> **Working data**
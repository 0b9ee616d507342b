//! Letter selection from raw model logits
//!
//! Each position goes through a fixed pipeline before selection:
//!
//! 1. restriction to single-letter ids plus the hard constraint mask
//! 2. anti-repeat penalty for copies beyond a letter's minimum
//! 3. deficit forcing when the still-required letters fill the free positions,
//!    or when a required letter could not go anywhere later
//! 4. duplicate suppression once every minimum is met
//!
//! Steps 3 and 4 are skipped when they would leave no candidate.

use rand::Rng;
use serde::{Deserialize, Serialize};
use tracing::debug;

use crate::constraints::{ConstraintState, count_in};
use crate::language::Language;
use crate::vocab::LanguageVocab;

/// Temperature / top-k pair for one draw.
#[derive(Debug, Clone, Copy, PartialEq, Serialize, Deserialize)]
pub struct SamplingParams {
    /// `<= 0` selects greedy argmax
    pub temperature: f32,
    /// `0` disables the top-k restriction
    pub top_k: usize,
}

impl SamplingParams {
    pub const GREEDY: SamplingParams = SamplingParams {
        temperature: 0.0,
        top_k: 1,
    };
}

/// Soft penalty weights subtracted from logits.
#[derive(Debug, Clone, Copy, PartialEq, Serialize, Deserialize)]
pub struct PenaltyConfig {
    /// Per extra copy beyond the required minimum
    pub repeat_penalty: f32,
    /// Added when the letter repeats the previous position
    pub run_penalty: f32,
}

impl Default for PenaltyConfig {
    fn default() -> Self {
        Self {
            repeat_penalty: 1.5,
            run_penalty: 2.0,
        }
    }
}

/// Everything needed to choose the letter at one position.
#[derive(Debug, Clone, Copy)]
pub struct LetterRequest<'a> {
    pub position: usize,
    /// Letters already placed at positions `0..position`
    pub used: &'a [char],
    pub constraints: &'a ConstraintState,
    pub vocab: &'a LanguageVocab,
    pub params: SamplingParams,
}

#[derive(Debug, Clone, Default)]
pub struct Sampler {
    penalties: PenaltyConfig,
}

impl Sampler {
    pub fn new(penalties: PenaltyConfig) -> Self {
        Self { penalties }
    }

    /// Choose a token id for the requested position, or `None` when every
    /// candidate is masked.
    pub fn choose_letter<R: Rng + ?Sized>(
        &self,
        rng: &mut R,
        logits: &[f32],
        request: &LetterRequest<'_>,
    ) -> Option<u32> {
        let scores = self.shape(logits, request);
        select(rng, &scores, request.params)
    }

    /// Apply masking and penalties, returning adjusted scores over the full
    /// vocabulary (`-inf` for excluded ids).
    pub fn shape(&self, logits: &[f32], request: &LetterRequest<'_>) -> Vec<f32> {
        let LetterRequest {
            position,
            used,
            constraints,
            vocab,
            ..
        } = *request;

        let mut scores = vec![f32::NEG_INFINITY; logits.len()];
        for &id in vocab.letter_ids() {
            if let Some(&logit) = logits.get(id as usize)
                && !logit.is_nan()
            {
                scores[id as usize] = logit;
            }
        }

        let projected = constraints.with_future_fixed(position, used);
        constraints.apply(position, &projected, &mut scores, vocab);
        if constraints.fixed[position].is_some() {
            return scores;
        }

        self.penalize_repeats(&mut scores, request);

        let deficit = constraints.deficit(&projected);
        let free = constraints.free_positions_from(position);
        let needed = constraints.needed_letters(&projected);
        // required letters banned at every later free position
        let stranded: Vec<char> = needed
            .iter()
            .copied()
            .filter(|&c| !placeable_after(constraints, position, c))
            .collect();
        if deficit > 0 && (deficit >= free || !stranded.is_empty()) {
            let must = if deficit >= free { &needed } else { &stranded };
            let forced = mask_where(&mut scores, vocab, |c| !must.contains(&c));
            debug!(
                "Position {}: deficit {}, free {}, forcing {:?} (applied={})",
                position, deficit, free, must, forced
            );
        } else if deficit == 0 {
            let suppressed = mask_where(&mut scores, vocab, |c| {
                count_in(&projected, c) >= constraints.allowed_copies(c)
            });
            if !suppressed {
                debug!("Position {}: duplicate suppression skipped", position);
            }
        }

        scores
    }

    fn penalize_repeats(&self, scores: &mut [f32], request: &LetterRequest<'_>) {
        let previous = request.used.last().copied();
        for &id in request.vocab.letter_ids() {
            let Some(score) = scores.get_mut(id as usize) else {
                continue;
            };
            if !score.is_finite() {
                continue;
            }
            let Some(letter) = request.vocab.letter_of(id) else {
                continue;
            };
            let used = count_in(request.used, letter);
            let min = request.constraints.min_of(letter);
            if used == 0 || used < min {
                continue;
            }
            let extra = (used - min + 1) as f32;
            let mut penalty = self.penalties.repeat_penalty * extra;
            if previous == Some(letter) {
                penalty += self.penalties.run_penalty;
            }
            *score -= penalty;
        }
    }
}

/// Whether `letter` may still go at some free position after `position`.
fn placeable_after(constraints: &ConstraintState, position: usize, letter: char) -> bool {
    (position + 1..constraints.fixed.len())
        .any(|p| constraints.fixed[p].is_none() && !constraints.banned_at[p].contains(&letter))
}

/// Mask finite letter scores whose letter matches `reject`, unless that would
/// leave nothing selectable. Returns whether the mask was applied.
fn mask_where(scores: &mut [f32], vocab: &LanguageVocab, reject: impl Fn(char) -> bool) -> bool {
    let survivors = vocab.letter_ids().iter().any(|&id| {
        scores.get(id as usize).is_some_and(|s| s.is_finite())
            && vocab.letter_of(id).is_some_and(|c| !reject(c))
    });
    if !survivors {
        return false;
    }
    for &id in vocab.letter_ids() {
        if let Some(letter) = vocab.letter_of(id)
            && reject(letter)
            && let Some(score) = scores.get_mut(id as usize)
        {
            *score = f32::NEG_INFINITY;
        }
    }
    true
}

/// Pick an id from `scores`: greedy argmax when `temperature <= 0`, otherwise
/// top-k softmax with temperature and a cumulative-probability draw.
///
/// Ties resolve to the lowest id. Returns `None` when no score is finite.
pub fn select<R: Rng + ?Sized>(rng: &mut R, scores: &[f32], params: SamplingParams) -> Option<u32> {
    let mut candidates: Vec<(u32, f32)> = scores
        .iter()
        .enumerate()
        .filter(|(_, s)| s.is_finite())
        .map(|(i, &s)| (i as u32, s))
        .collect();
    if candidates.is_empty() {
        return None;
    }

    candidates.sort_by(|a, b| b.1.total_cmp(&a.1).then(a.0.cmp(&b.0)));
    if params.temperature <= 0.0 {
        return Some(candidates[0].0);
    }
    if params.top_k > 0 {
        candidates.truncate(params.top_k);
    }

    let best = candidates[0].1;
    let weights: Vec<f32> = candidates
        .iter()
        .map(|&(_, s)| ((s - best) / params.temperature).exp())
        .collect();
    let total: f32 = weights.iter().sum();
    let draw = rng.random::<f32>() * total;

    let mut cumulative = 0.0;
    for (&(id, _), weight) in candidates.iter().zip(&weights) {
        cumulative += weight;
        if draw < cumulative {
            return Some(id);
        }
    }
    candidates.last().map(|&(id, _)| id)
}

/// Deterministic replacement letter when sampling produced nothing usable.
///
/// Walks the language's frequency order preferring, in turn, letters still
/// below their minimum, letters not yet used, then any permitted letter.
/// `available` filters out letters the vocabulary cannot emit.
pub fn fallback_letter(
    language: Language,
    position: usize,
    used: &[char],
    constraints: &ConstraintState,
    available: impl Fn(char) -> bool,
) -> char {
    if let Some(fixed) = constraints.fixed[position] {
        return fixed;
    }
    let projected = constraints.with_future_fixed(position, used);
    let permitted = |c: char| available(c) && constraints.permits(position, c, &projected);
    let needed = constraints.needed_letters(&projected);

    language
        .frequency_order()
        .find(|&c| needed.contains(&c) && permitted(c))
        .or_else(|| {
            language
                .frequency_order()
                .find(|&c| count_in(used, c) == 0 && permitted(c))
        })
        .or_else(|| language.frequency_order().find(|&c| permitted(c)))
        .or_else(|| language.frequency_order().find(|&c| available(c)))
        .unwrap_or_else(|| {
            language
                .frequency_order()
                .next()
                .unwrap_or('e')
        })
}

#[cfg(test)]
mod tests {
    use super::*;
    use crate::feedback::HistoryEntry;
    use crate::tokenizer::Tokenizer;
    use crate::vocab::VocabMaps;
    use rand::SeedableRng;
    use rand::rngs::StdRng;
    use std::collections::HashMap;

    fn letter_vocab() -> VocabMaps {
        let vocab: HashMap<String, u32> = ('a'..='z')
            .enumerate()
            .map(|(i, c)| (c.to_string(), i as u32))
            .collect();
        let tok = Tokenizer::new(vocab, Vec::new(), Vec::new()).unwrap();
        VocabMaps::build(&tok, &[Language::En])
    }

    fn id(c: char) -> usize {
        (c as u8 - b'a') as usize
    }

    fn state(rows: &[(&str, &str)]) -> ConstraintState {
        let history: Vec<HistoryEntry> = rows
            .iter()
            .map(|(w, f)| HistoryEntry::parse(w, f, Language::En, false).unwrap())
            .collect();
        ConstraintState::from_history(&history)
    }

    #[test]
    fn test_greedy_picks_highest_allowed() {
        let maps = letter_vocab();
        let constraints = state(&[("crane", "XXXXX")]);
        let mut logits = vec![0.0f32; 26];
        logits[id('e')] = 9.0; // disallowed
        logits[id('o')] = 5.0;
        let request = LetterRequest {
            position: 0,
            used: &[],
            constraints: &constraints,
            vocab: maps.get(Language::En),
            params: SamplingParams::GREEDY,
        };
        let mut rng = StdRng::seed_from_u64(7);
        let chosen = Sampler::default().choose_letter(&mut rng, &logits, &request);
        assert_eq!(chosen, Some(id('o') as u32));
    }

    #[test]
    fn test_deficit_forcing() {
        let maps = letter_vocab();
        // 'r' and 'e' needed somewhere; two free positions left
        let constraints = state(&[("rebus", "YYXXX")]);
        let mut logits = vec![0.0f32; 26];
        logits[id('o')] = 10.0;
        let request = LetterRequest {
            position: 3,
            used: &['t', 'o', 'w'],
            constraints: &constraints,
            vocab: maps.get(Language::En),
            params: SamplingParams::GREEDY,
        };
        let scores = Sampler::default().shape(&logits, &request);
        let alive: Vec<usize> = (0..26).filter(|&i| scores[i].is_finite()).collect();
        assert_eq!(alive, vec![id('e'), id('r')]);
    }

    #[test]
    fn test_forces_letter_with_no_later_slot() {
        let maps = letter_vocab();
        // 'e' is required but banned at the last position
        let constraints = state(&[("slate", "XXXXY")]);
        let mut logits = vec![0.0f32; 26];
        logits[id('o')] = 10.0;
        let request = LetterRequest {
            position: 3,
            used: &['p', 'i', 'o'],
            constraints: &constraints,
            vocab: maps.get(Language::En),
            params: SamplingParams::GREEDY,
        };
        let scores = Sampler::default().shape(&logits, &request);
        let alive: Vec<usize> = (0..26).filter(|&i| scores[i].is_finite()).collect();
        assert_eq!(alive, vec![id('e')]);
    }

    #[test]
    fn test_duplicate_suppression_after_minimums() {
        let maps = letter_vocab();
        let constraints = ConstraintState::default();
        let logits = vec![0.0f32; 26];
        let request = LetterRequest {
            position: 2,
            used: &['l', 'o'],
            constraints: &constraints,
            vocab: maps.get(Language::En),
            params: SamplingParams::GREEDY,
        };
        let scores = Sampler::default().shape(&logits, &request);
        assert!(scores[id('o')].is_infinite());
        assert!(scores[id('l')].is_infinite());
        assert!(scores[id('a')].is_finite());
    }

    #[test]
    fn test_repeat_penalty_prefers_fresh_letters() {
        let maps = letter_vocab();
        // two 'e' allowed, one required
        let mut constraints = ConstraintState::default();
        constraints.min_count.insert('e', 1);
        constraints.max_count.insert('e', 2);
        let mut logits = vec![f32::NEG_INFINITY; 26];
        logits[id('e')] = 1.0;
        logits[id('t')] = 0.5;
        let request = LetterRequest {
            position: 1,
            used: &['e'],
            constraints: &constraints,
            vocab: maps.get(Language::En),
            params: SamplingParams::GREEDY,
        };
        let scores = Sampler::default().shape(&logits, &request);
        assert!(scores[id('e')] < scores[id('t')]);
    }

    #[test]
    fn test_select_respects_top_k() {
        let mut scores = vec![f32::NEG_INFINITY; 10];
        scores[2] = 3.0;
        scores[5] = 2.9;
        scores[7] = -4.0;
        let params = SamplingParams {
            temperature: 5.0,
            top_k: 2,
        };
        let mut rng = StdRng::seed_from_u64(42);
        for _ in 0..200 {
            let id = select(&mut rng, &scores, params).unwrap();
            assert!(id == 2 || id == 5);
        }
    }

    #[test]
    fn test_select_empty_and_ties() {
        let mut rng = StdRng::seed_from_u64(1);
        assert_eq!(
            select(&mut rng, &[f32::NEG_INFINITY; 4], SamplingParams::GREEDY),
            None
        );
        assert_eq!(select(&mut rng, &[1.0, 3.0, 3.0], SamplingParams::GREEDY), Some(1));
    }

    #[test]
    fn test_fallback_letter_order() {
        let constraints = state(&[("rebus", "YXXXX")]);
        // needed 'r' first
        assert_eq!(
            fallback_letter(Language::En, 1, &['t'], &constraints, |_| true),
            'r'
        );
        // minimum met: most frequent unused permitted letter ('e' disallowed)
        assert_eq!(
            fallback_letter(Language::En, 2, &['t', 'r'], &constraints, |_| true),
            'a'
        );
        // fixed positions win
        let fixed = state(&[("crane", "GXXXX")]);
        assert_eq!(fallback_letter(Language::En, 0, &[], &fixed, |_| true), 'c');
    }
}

> **Exercise description**
Output only the count of lines in the data containing "copied".

> **Solution to this exercise**
2